> [TASK DETAILS]:
Both the line below containing "let open = if" and the line containing "comma: (i <", along with every line between them, should be repeated exactly; no other line belongs in the answer.

> [Dataset entries]:
- - - - -
//! Construction of replacement nodes with canonical spacing.
//!
//! All synthesized code follows one spacing convention: a space before a
//! non-empty argument list (`mock.Setup (m => ...)`), none before an
//! empty one (`.Verifiable()`), a space on both sides of `=>` and `=`.
//! Replacement roots take over the leading trivia of the node they
//! replace, which is what keeps surrounding comments and line structure
//! intact without a separate formatting step.

use crate::syntax::ast::{
    Arg, ArgList, Expr, ExprKind, Initializer, LambdaBody, LambdaParams, TypeKind, TypeSyntax,
};
use crate::syntax::token::{lex, Token, TokenKind};

pub fn ident(text: &str) -> Expr {
    Expr::new(ExprKind::Ident(Token::ident(text)))
}

pub fn ident_with(text: &str, leading: &str) -> Expr {
    Expr::new(ExprKind::Ident(Token::ident(text).with_leading(leading)))
}

pub fn literal(text: &str) -> Expr {
    let kind = if text.starts_with('"') {
        TokenKind::StringLiteral
    } else if text.chars().next().map(|c| c.is_ascii_digit()) == Some(true) {
        TokenKind::IntLiteral
    } else {
        TokenKind::Ident
    };
    Expr::new(ExprKind::Literal(Token {
        kind,
        text: text.to_string(),
        leading: String::new(),
        line: 0,
    }))
}

/// `base.name`, dot attached directly to the base.
pub fn member(base: Expr, name: Expr) -> Expr {
    Expr::new(ExprKind::Member {
        base: Box::new(base),
        dot: Token::punct("."),
        name: Box::new(name),
    })
}

pub fn member_named(base: Expr, name: &str) -> Expr {
    member(base, ident(name))
}

/// `name<T>` with the type argument taken from a display string.
pub fn generic(name: &str, type_display: &str) -> Expr {
    Expr::new(ExprKind::Generic {
        name: Token::ident(name),
        lt: Token::punct("<"),
        args: vec![(type_from_display(type_display), None)],
        gt: Token::punct(">"),
    })
}

/// Turn a clean display string (`IAccount`, `Func<int, bool>`) back into
/// type syntax. The tokens carry no trivia.
pub fn type_from_display(display: &str) -> TypeSyntax {
    let mut tokens = lex(display);
    tokens.pop(); // end-of-file
    if tokens.len() == 1 {
        return TypeSyntax {
            kind: TypeKind::Simple(tokens.into_iter().next().expect("one token")),
        };
    }
    TypeSyntax {
        kind: TypeKind::Opaque(tokens),
    }
}

/// Argument list: ` (a, b)` when non-empty, `()` when empty.
pub fn arg_list(mut exprs: Vec<Expr>) -> ArgList {
    let open = if exprs.is_empty() {
        Token::punct("(")
    } else {
        Token::punct("(").with_leading(" ")
    };
    let last = exprs.len().saturating_sub(1);
    let args = exprs
        .drain(..)
        .enumerate()
        .map(|(i, mut expr)| {
            if i > 0 {
                ensure_leading(&mut expr, " ");
            }
            Arg {
                expr,
                comma: (i < last).then(|| Token::punct(",")),
            }
        })
        .collect();
    ArgList {
        open,
        args,
        close: Token::punct(")"),
    }
}

pub fn invoke(callee: Expr, args: ArgList) -> Expr {
    Expr::new(ExprKind::Invoke {
        callee: Box::new(callee),
        args,
    })
}

pub fn call(callee: Expr, args: Vec<Expr>) -> Expr {
    invoke(callee, arg_list(args))
}

/// `base.name (args)` with canonical spacing.
pub fn chain_call(base: Expr, name: &str, args: Vec<Expr>) -> Expr {
    call(member_named(base, name), args)
}

/// `param => body` with canonical spacing.
pub fn lambda(param: &str, mut body: Expr) -> Expr {
    ensure_leading(&mut body, " ");
    Expr::new(ExprKind::Lambda {
        params: LambdaParams::Single(Token::ident(param)),
        arrow: Token::punct("=>").with_leading(" "),
        body: LambdaBody::Expr(Box::new(body)),
    })
}

/// ` { CallBase = true }` style object initializer with one assignment.
pub fn initializer_assign(name: &str, value: &str) -> Initializer {
    let assign = Expr::new(ExprKind::Assign {
        left: Box::new(ident_with(name, " ")),
        op: Token::punct("=").with_leading(" "),
        right: Box::new(Expr::new(ExprKind::Literal(
            Token::ident(value).with_leading(" "),
        ))),
    });
    Initializer {
        open: Token::punct("{").with_leading(" "),
        elems: vec![(assign, None)],
        close: Token::punct("}").with_leading(" "),
    }
}

pub fn set_leading(expr: &mut Expr, leading: &str) {
    expr.first_token_mut().leading = leading.to_string();
}

/// Set the leading trivia only when the expression has none, so callers
/// can move nodes into spaced positions without clobbering real trivia.
pub fn ensure_leading(expr: &mut Expr, leading: &str) {
    let first = expr.first_token_mut();
    if first.leading.is_empty() {
        first.leading = leading.to_string();
    }
}

/// Give the new node the leading trivia of the node it replaces.
pub fn inherit_leading(new: &mut Expr, old: &Expr) {
    new.first_token_mut().leading = old.first_token().leading.clone();
}

#[cfg(test)]
mod tests {
    use super::*;
    use crate::syntax::print::expr_text;

    #[test]
    fn test_empty_call_has_no_space() {
        let e = chain_call(ident("mock"), "Verify", vec![]);
        assert_eq!(expr_text(&e), "mock.Verify()");
    }

    #[test]
    fn test_call_with_args_is_spaced() {
        let e = chain_call(ident("mock"), "Setup", vec![lambda("m", {
            chain_call(ident("m"), "DoSomething", vec![])
        })]);
        assert_eq!(expr_text(&e), "mock.Setup (m => m.DoSomething())");
    }

    #[test]
    fn test_generic_call() {
        let e = call(member(ident("It"), generic("IsAny", "int")), vec![]);
        assert_eq!(expr_text(&e), "It.IsAny<int>()");
    }

    #[test]
    fn test_initializer() {
        let init = initializer_assign("CallBase", "true");
        let e = Expr::new(ExprKind::Init(init));
        assert_eq!(expr_text(&e), " { CallBase = true }");
    }
}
- - - - -
> [ANSWER TO THIS PROBLEM]:
    let open = if exprs.is_empty() {
        Token::punct("(")
    } else {
        Token::punct("(").with_leading(" ")
    };
    let last = exprs.len().saturating_sub(1);
    let args = exprs
        .drain(..)
        .enumerate()
        .map(|(i, mut expr)| {
            if i > 0 {
                ensure_leading(&mut expr, " ");
            }
            Arg {
                expr,
                comma: (i < last).then(|| Token::punct(",")),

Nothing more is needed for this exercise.